By Jillian Moreno
I can’t get enough color in my life! My favorite thing is to spin hand-dyed top because there are so many different ways the colors can play out.
I’ve been dipping my toe into weaving using my Cricket Loom, and I recently got the urge to try weaving hand-dyed handspun yarn. It was surprising and brought up more questions about color and weaving than answers.
At the Dallas/Fort Worth Fiber Fest, I picked up hand-dyed BFL Superwash top from Lisa Souza in two different colorways, Bird of Paradise and Lime & Violet. I knew I wanted to use them to spin and weave; the big question was how.
Since I’m newish to weaving and new to weaving with color, I went for very basic yarns with one color-mixing element in the ply.
I spun three 2-ply yarns on my Flatiron. I plied Bird of Paradise and Lime & Violet on themselves, matching colors in the ply (more or less). My third yarn combined one ply of Bird of Paradise and one ply of Lime & Violet. I spun them to 12 wpi and wove them with a sett of 10 EPI and 8 PPI.
I threaded my 12-inch-wide warp with 4-inch stripes of each yarn, putting the mixed ply yarn in the middle. My weft played out with 6 inches of mixed yarn, 4 inches of Lime & Violet, 4 inches of Bird of Paradise, 30 inches of mixed, 4 inches of Bird of Paradise, and 4 inches of Lime & Violet.
I had no real sense of the color outcome before I started to weave. While I was weaving, I was surprised and fascinated at how the colors played out.

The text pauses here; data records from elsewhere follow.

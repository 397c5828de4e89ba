//! HTTP handlers for payment processing: intent creation and the provider
//! webhook that confirms charges and drives `PAY -> BUILD`.

use axum::{
    Json,
    extract::{Query, State},
};
use serde::Deserialize;
use serde_json::{Value, json};
use sqlx::SqlitePool;

use crate::{
    AppState,
    api::models::payments::{PaymentIntentRequest, PaymentIntentResponse, WebhookPayload},
    auth::CurrentUser,
    db::{
        errors::DbError,
        handlers::{Payments, Prds},
        models::{
            payments::{self, PaymentCreateDBRequest},
            prds::TransitionOutcome,
        },
    },
    errors::Error,
    lifecycle,
    types::{SessionId, abbrev_uuid},
};

/// Create a Pix payment intent for an intake session.
///
/// Two-step gateway exchange; nothing is persisted unless the provider
/// returned a complete charge.
#[utoipa::path(
    post,
    path = "/payments/pix",
    tag = "payments",
    request_body = PaymentIntentRequest,
    responses(
        (status = 200, description = "Pending payment created", body = PaymentIntentResponse),
        (status = 400, description = "Missing session_id"),
        (status = 401, description = "Missing or invalid bearer token"),
        (status = 500, description = "Gateway not configured, or the gateway exchange failed"),
    ),
    security(("BearerAuth" = []))
)]
#[tracing::instrument(skip_all)]
pub async fn create_payment_intent(
    State(state): State<AppState>,
    user: CurrentUser,
    Json(request): Json<PaymentIntentRequest>,
) -> Result<Json<PaymentIntentResponse>, Error> {
    let Some(session_id) = request.session_id else {
        return Err(Error::BadRequest {
            message: "session_id is required".to_string(),
        });
    };

    let (Some(settings), Some(gateway)) = (state.config.payment.as_ref(), state.gateway.as_ref()) else {
        return Err(Error::Internal {
            operation: "create payment intent: no payment gateway is configured".to_string(),
        });
    };

    let description = format!("Payment for session {session_id}");
    let charge = gateway.create_charge(session_id, settings.amount_cents, &description).await?;

    let mut conn = state.db.acquire().await.map_err(DbError::from)?;
    let record = Payments::new(&mut conn)
        .create(&PaymentCreateDBRequest {
            owner_id: user.id,
            session_id,
            provider_transaction_id: charge.provider_transaction_id,
            qr_code: charge.qr_code,
            qr_code_payload: charge.qr_code_payload,
        })
        .await?;

    Ok(Json(PaymentIntentResponse {
        qr_code: record.qr_code,
        qr_code_payload: record.qr_code_payload,
        payment_id: record.id,
        status: record.status,
    }))
}

#[derive(Debug, Deserialize)]
pub struct WebhookQuery {
    pub token: Option<String>,
}

/// Payment provider webhook.
///
/// Once the caller is authorized and the payload carries a transaction id and
/// status, this always acknowledges with 200: the provider delivers
/// at-least-once and a non-2xx would trigger its retry storm. Correctness
/// under redelivery comes from the guarded writes inside
/// [`reconcile_payment`], not from rejecting duplicates.
#[utoipa::path(
    post,
    path = "/webhooks/syncpay",
    tag = "payments",
    request_body = WebhookPayload,
    params(("token" = Option<String>, Query, description = "Shared webhook token")),
    responses(
        (status = 200, description = "Acknowledged"),
        (status = 400, description = "Payload missing transaction id or status"),
        (status = 401, description = "Missing or wrong token"),
    )
)]
#[tracing::instrument(skip_all)]
pub async fn payment_webhook(
    State(state): State<AppState>,
    Query(query): Query<WebhookQuery>,
    Json(payload): Json<WebhookPayload>,
) -> Result<Json<Value>, Error> {
    let expected = state.config.webhook_token.as_deref();
    if expected.is_none() || query.token.as_deref() != expected {
        return Err(Error::Unauthenticated { message: None });
    }

    let (Some(provider_transaction_id), Some(status)) = (payload.provider_transaction_id(), payload.status.as_deref())
    else {
        return Err(Error::BadRequest {
            message: "Invalid webhook data".to_string(),
        });
    };

    reconcile_payment(&state.db, provider_transaction_id, status, payload.session_hint()).await;

    Ok(Json(json!({ "success": true })))
}

/// Reconcile a provider notification with the store.
///
/// Three steps: normalize the payment matched by transaction id, normalize
/// every payment for the resolved session, then the guarded `PAY -> BUILD`
/// advance. Store errors are logged and swallowed - the webhook must still
/// acknowledge, and a dropped transition is repaired by the next redelivery.
pub(crate) async fn reconcile_payment(
    pool: &SqlitePool,
    provider_transaction_id: &str,
    status: &str,
    session_hint: Option<SessionId>,
) {
    let mut conn = match pool.acquire().await {
        Ok(conn) => conn,
        Err(e) => {
            tracing::error!("Webhook reconciliation could not reach the store: {e:#}");
            return;
        }
    };

    // Step 1: the payment row may not be visible yet (out-of-order delivery),
    // so a miss here is tolerated.
    let matched = match Payments::new(&mut conn)
        .update_status_by_transaction(provider_transaction_id, payments::normalized_status(status))
        .await
    {
        Ok(matched) => matched,
        Err(e) => {
            tracing::error!("Payment update error: {e:#}");
            None
        }
    };

    if !payments::provider_status_is_paid(status) {
        return;
    }

    let Some(session_id) = session_hint.or_else(|| matched.map(|payment| payment.session_id)) else {
        tracing::warn!(
            "Paid webhook for transaction {} carries no session reference and matches no payment",
            provider_transaction_id
        );
        return;
    };

    tracing::info!("Processing payment confirmation for session {}", abbrev_uuid(&session_id));

    // Step 2: cover webhooks whose transaction id differs from the stored one.
    if let Err(e) = Payments::new(&mut conn).normalize_paid_by_session(session_id).await {
        tracing::error!("Payments bulk update error: {e:#}");
    }

    // Step 3: the conditional advance. Duplicates and stragglers land in
    // Skipped, never in a regression.
    match Prds::new(&mut conn)
        .advance(session_id, lifecycle::PAYMENT_CONFIRMED, None)
        .await
    {
        Ok(TransitionOutcome::Applied) => {
            tracing::info!("PRD {} transitioned from PAY to BUILD", abbrev_uuid(&session_id));
        }
        Ok(TransitionOutcome::Skipped { current }) => {
            tracing::info!(
                "PRD {} already in state {}, skipping transition to BUILD",
                abbrev_uuid(&session_id),
                current
            );
        }
        Ok(TransitionOutcome::Missing) => {
            tracing::warn!("PRD {} not found", abbrev_uuid(&session_id));
        }
        Err(e) => {
            tracing::error!("PRD update error: {e:#}");
        }
    }
}
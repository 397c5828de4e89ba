//! Best-effort delivery records.
//!
//! The deliveries table is an optional side effect of the trusted
//! state-update path. Callers treat a missing table
//! ([`crate::db::errors::is_missing_table`]) as "skip", not as a failure.

use chrono::Utc;
use sqlx::SqliteConnection;
use tracing::instrument;

use crate::{
    db::errors::Result,
    types::{PrdId, abbrev_uuid},
};

pub struct Deliveries<'c> {
    db: &'c mut SqliteConnection,
}

impl<'c> Deliveries<'c> {
    pub fn new(db: &'c mut SqliteConnection) -> Self {
        Self { db }
    }

    /// Record (or refresh) where a PRD was delivered.
    #[instrument(skip(self), fields(prd_id = %abbrev_uuid(&prd_id)), err)]
    pub async fn upsert(&mut self, prd_id: PrdId, delivered_url: &str) -> Result<()> {
        sqlx::query(
            r#"
            INSERT INTO deliveries (prd_id, delivered_url, updated_at)
            VALUES (?, ?, ?)
            ON CONFLICT (prd_id) DO UPDATE SET delivered_url = excluded.delivered_url, updated_at = excluded.updated_at
            "#,
        )
        .bind(prd_id)
        .bind(delivered_url)
        .bind(Utc::now())
        .execute(&mut *self.db)
        .await?;

        Ok(())
    }

    /// The recorded delivery URL for a PRD, if any.
    pub async fn fetch_url(&mut self, prd_id: PrdId) -> Result<Option<String>> {
        let url = sqlx::query_scalar::<_, String>("SELECT delivered_url FROM deliveries WHERE prd_id = ?")
            .bind(prd_id)
            .fetch_optional(&mut *self.db)
            .await?;

        Ok(url)
    }
}
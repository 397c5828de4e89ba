//! API models for payment-intent creation and the provider webhook.

use serde::{Deserialize, Serialize};
use utoipa::ToSchema;

use crate::types::{PaymentId, SessionId};

#[derive(Debug, Clone, Deserialize, ToSchema)]
pub struct PaymentIntentRequest {
    #[schema(value_type = Option<Uuid>)]
    pub session_id: Option<SessionId>,
}

/// Minimal public projection of a created payment.
#[derive(Debug, Clone, Serialize, ToSchema)]
pub struct PaymentIntentResponse {
    pub qr_code: String,
    pub qr_code_payload: String,
    #[schema(value_type = Uuid)]
    pub payment_id: PaymentId,
    pub status: String,
}

/// Opaque provider notification. Only the fields the reconciliation needs are
/// modeled; the provider has shipped two spellings for the transaction id and
/// two places for the session reference, so all are accepted. Unknown fields
/// are ignored.
#[derive(Debug, Clone, Deserialize, ToSchema)]
pub struct WebhookPayload {
    pub id: Option<String>,
    pub transaction_id: Option<String>,
    pub status: Option<String>,
    pub external_reference: Option<String>,
    pub metadata: Option<WebhookMetadata>,
}

#[derive(Debug, Clone, Deserialize, ToSchema)]
pub struct WebhookMetadata {
    pub session_id: Option<String>,
}

impl WebhookPayload {
    pub fn provider_transaction_id(&self) -> Option<&str> {
        self.id.as_deref().or(self.transaction_id.as_deref())
    }

    /// Session hint from metadata or the external reference. Unparseable
    /// values count as absent; the matched payment row is the fallback.
    pub fn session_hint(&self) -> Option<SessionId> {
        self.metadata
            .as_ref()
            .and_then(|m| m.session_id.as_deref())
            .or(self.external_reference.as_deref())
            .and_then(|raw| raw.parse().ok())
    }
}
//! Payment gateway abstraction layer
//!
//! This module defines the [`PixGateway`] trait which abstracts Pix charge
//! creation across providers. The HTTP implementation lives in [`syncpay`];
//! [`dummy`] is a deterministic in-process provider for development and tests.

use std::sync::Arc;

use async_trait::async_trait;

use crate::config::GatewayConfig;
use crate::types::SessionId;

pub mod dummy;
pub mod syncpay;

/// Create a gateway from configuration
///
/// This is the single point where we convert config into gateway instances.
/// Adding a new provider requires adding a match arm here.
pub fn create_gateway(config: &GatewayConfig) -> Arc<dyn PixGateway> {
    match config {
        GatewayConfig::Syncpay(syncpay_config) => Arc::new(syncpay::SyncpayGateway::new(syncpay_config.clone())),
        GatewayConfig::Dummy(dummy_config) => Arc::new(dummy::DummyGateway::new(dummy_config.clone())),
    }
}

/// Result type for gateway operations
pub type Result<T> = std::result::Result<T, GatewayError>;

/// Errors that can occur while talking to the payment gateway
#[derive(Debug, thiserror::Error)]
pub enum GatewayError {
    #[error("Failed to authenticate with the payment gateway")]
    Auth,

    #[error("Gateway request failed: {0}")]
    Http(#[from] reqwest::Error),

    #[error("Gateway rejected the charge: {0}")]
    ChargeRejected(String),

    #[error("Invalid payment response from gateway: missing {0}")]
    InvalidResponse(&'static str),
}

/// A Pix charge created at the provider.
#[derive(Debug, Clone, PartialEq, Eq)]
pub struct PixCharge {
    /// Provider-side transaction id; some provider responses omit it.
    pub provider_transaction_id: Option<String>,
    pub qr_code: String,
    pub qr_code_payload: String,
}

/// Abstract Pix gateway interface
#[async_trait]
pub trait PixGateway: Send + Sync {
    /// Create a Pix charge tied to an intake session.
    ///
    /// The session id travels as the charge's external reference and
    /// metadata, which is how the confirmation webhook finds its way back.
    /// Implementations must fail without side effects when the provider
    /// response is incomplete - partial charges are never returned.
    async fn create_charge(&self, session_id: SessionId, amount_cents: i64, description: &str) -> Result<PixCharge>;
}
//! Plain data types shared across the crate.

mod folder;
mod host;
mod outcome;

pub use folder::{FolderPickItem, MoveRequest};
pub use host::{ActiveFile, HostSnapshot};
pub use outcome::{MoveOutcome, Notice, NoticeLevel};
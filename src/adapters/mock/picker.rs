//! Picker with a preset answer.

use std::path::PathBuf;
use std::sync::{Arc, Mutex};

use async_trait::async_trait;

use crate::models::FolderPickItem;
use crate::traits::{FolderPicker, PickerError};

/// Answers every `pick` with the configured folder (or cancellation) and
/// remembers what it was offered.
#[derive(Debug, Clone, Default)]
pub struct ScriptedPicker {
    choice: Option<PathBuf>,
    should_fail: bool,
    offered: Arc<Mutex<Option<Vec<FolderPickItem>>>>,
}

impl ScriptedPicker {
    /// Picker that selects `folder`.
    pub fn choosing(folder: impl Into<PathBuf>) -> Self {
        Self {
            choice: Some(folder.into()),
            ..Self::default()
        }
    }

    /// Picker the user dismisses.
    pub fn cancelling() -> Self {
        Self::default()
    }

    /// Picker that fails as if the terminal went away.
    pub fn failing() -> Self {
        Self {
            should_fail: true,
            ..Self::default()
        }
    }

    /// Items passed to the last `pick`, or `None` if it was never shown.
    pub fn offered(&self) -> Option<Vec<FolderPickItem>> {
        self.offered.lock().unwrap().clone()
    }
}

#[async_trait]
impl FolderPicker for ScriptedPicker {
    async fn pick(&self, items: &[FolderPickItem]) -> Result<Option<PathBuf>, PickerError> {
        *self.offered.lock().unwrap() = Some(items.to_vec());
        if self.should_fail {
            return Err(PickerError::NotInteractive);
        }
        Ok(self.choice.clone())
    }
}
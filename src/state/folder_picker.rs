//! Folder Picker State Management
//!
//! Holds the query, the fuzzy-filtered view of the candidate folders and the
//! cursor for the terminal folder picker.
//!
//! Key features:
//! - Fuzzy filtering on labels, best match first
//! - Keyboard navigation with scroll support

use std::path::PathBuf;

use crate::models::FolderPickItem;

use super::fuzzy::fuzzy_score;

/// Maximum visible rows in picker viewport
pub const MAX_VISIBLE_ROWS: usize = 10;

/// An item that survived the current filter.
#[derive(Debug, Clone, PartialEq, Eq)]
pub struct FilteredItem {
    /// Position in `FolderPickerState::items`
    pub index: usize,
    pub score: i32,
    /// Label character indices to highlight
    pub matched: Vec<usize>,
}

/// Folder picker state
#[derive(Debug, Clone)]
pub struct FolderPickerState {
    /// Current search/filter query
    pub query: String,

    /// All candidate folders, in enumeration order
    pub items: Vec<FolderPickItem>,

    /// Items matching the query, best first
    pub filtered: Vec<FilteredItem>,

    /// Cursor position in `filtered`
    pub selected_index: usize,

    /// Scroll offset for viewport
    pub scroll_offset: usize,
}

impl FolderPickerState {
    pub fn new(items: Vec<FolderPickItem>) -> Self {
        let mut state = Self {
            query: String::new(),
            items,
            filtered: Vec::new(),
            selected_index: 0,
            scroll_offset: 0,
        };
        state.filter_items();
        state
    }

    /// Replace the query and refilter
    pub fn set_query(&mut self, query: String) {
        self.query = query;
        self.filter_items();
        // A new query starts from the best match
        self.selected_index = 0;
        self.scroll_offset = 0;
    }

    pub fn push_char(&mut self, c: char) {
        let mut query = std::mem::take(&mut self.query);
        query.push(c);
        self.set_query(query);
    }

    pub fn pop_char(&mut self) {
        let mut query = std::mem::take(&mut self.query);
        query.pop();
        self.set_query(query);
    }

    pub fn clear_query(&mut self) {
        self.set_query(String::new());
    }

    /// Filter items by current query
    fn filter_items(&mut self) {
        let mut filtered: Vec<FilteredItem> = self
            .items
            .iter()
            .enumerate()
            .filter_map(|(index, item)| {
                fuzzy_score(&self.query, &item.label).map(|m| FilteredItem {
                    index,
                    score: m.score,
                    matched: m.indices,
                })
            })
            .collect();
        // Stable: equal scores keep enumeration order
        filtered.sort_by(|a, b| b.score.cmp(&a.score));
        self.filtered = filtered;
    }

    /// Get the currently selected item
    pub fn selected_item(&self) -> Option<&FolderPickItem> {
        self.filtered
            .get(self.selected_index)
            .and_then(|f| self.items.get(f.index))
    }

    /// Path of the currently selected item
    pub fn selected_path(&self) -> Option<PathBuf> {
        self.selected_item().map(|item| item.full_path.clone())
    }

    /// Move selection up
    pub fn move_up(&mut self) {
        if self.selected_index > 0 {
            self.selected_index -= 1;
            self.ensure_visible();
        }
    }

    /// Move selection down
    pub fn move_down(&mut self) {
        if self.selected_index + 1 < self.filtered.len() {
            self.selected_index += 1;
            self.ensure_visible();
        }
    }

    pub fn page_up(&mut self) {
        self.selected_index = self.selected_index.saturating_sub(MAX_VISIBLE_ROWS);
        self.ensure_visible();
    }

    pub fn page_down(&mut self) {
        if self.filtered.is_empty() {
            return;
        }
        self.selected_index = (self.selected_index + MAX_VISIBLE_ROWS).min(self.filtered.len() - 1);
        self.ensure_visible();
    }

    /// Ensure selected item is visible in viewport
    fn ensure_visible(&mut self) {
        if self.selected_index < self.scroll_offset {
            self.scroll_offset = self.selected_index;
        }
        if self.selected_index >= self.scroll_offset + MAX_VISIBLE_ROWS {
            self.scroll_offset = self.selected_index.saturating_sub(MAX_VISIBLE_ROWS - 1);
        }
    }

    /// Rows in the current viewport: the item, its match data and whether
    /// the cursor is on it.
    pub fn visible_rows(&self) -> impl Iterator<Item = (&FolderPickItem, &FilteredItem, bool)> {
        self.filtered
            .iter()
            .enumerate()
            .skip(self.scroll_offset)
            .take(MAX_VISIBLE_ROWS)
            .filter_map(move |(pos, f)| {
                self.items
                    .get(f.index)
                    .map(|item| (item, f, pos == self.selected_index))
            })
    }

    /// Number of items matching the query
    pub fn total_matches(&self) -> usize {
        self.filtered.len()
    }

    /// Check if there are more items above the viewport
    pub fn has_more_above(&self) -> bool {
        self.scroll_offset > 0
    }

    /// Items hidden below the viewport
    pub fn more_below(&self) -> usize {
        self.filtered
            .len()
            .saturating_sub(self.scroll_offset + MAX_VISIBLE_ROWS)
    }
}

#[cfg(test)]
mod tests {
    use super::*;

    fn create_test_items() -> Vec<FolderPickItem> {
        vec![
            FolderPickItem::new("./", "/proj"),
            FolderPickItem::new("./docs", "/proj/docs"),
            FolderPickItem::new("./src", "/proj/src"),
            FolderPickItem::new("./src/lib", "/proj/src/lib"),
        ]
    }

    fn many_items(n: usize) -> Vec<FolderPickItem> {
        (0..n)
            .map(|i| FolderPickItem::new(format!("./dir{:02}", i), format!("/proj/dir{:02}", i)))
            .collect()
    }

    #[test]
    fn test_new_state_shows_everything_in_order() {
        let state = FolderPickerState::new(create_test_items());
        assert_eq!(state.total_matches(), 4);
        assert_eq!(state.selected_path(), Some(PathBuf::from("/proj")));
        let labels: Vec<_> = state.visible_rows().map(|(i, _, _)| i.label.as_str()).collect();
        assert_eq!(labels, vec!["./", "./docs", "./src", "./src/lib"]);
    }

    #[test]
    fn test_filter_ranks_best_match_first() {
        let mut state = FolderPickerState::new(create_test_items());
        state.set_query("lib".to_string());

        assert_eq!(state.total_matches(), 1);
        assert_eq!(state.selected_path(), Some(PathBuf::from("/proj/src/lib")));
    }

    #[test]
    fn test_typing_and_backspace() {
        let mut state = FolderPickerState::new(create_test_items());
        state.push_char('s');
        state.push_char('r');
        assert_eq!(state.query, "sr");
        assert_eq!(state.total_matches(), 2);

        state.pop_char();
        state.pop_char();
        assert!(state.query.is_empty());
        assert_eq!(state.total_matches(), 4);
    }

    #[test]
    fn test_query_change_resets_cursor() {
        let mut state = FolderPickerState::new(create_test_items());
        state.move_down();
        state.move_down();
        state.push_char('d');
        assert_eq!(state.selected_index, 0);
    }

    #[test]
    fn test_no_matches_has_no_selection() {
        let mut state = FolderPickerState::new(create_test_items());
        state.set_query("zzz".to_string());
        assert_eq!(state.total_matches(), 0);
        assert!(state.selected_item().is_none());
        state.move_down();
        state.page_down();
        assert!(state.selected_item().is_none());
    }

    #[test]
    fn test_navigation() {
        let mut state = FolderPickerState::new(create_test_items());

        state.move_down();
        assert_eq!(state.selected_index, 1);
        state.move_down();
        state.move_down();
        state.move_down(); // Should not go past end
        assert_eq!(state.selected_index, 3);

        state.move_up();
        assert_eq!(state.selected_index, 2);
    }

    #[test]
    fn test_scroll_visibility() {
        let mut state = FolderPickerState::new(many_items(25));

        assert!(!state.has_more_above());
        assert_eq!(state.more_below(), 15);

        for _ in 0..24 {
            state.move_down();
        }

        assert!(state.has_more_above());
        assert_eq!(state.more_below(), 0);
        let selected: Vec<_> = state.visible_rows().filter(|(_, _, sel)| *sel).collect();
        assert_eq!(selected.len(), 1);
        assert_eq!(selected[0].0.label, "./dir24");
    }

    #[test]
    fn test_paging() {
        let mut state = FolderPickerState::new(many_items(25));

        state.page_down();
        assert_eq!(state.selected_index, MAX_VISIBLE_ROWS);
        state.page_down();
        state.page_down();
        assert_eq!(state.selected_index, 24);

        state.page_up();
        assert_eq!(state.selected_index, 24 - MAX_VISIBLE_ROWS);
        state.page_up();
        state.page_up();
        assert_eq!(state.selected_index, 0);
        assert!(!state.has_more_above());
    }
}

After I rolled my scarf off of my Cricket and stared at it, my first thought was, “weaving is not knitting.” I know, duh, but I didn’t realize just how different color interactions in weaving would be. The visual element of layering in weaving intertwines colors much more than knitting. Knitting mostly places colors side by side and stacked on top of each other. In weaving there is side by side, stacking and interlacing, color can get rich and complex or seriously muddy very quickly.
I had three big thoughts on weaving with color based on this experiment:
1. Weaving uses yarn and color in a very different way than knitting.
Weaving has two distinct elements—the warp and the weft—that need to work together. I had to plan my warp and weft color-wise for their interaction to work. These were both yarns with long color runs. I originally wanted to weave a narrow project, but had to rethink it once I realized that the whole color-run wouldn’t show.
2. Marled yarn in weaving is astonishingly cool.
The spot in the weaving where marled yarns of the same colors intersect made an amazing pattern. It’s visually textured using just plain weave. The lime and teal marled yarns in warp and weft look like stars.
3. Color in weaving gets visually busy very fast.
Because weaving has layers, the colors need to work intermeshed. While I was weaving, I did doubt my choices several times. Once the scarf was off the loom, it came together better than I suspected: the colors relaxed into each other.
I initially thought this scarf would get tossed in my scarf bucket for the fall when I was done, but I have so much to study and think about, it’s waiting patiently in my ”thinking about and make more samples” pile. The outcome of this experiment was fascinating to me and ignited a new fire my brain about color and weaving.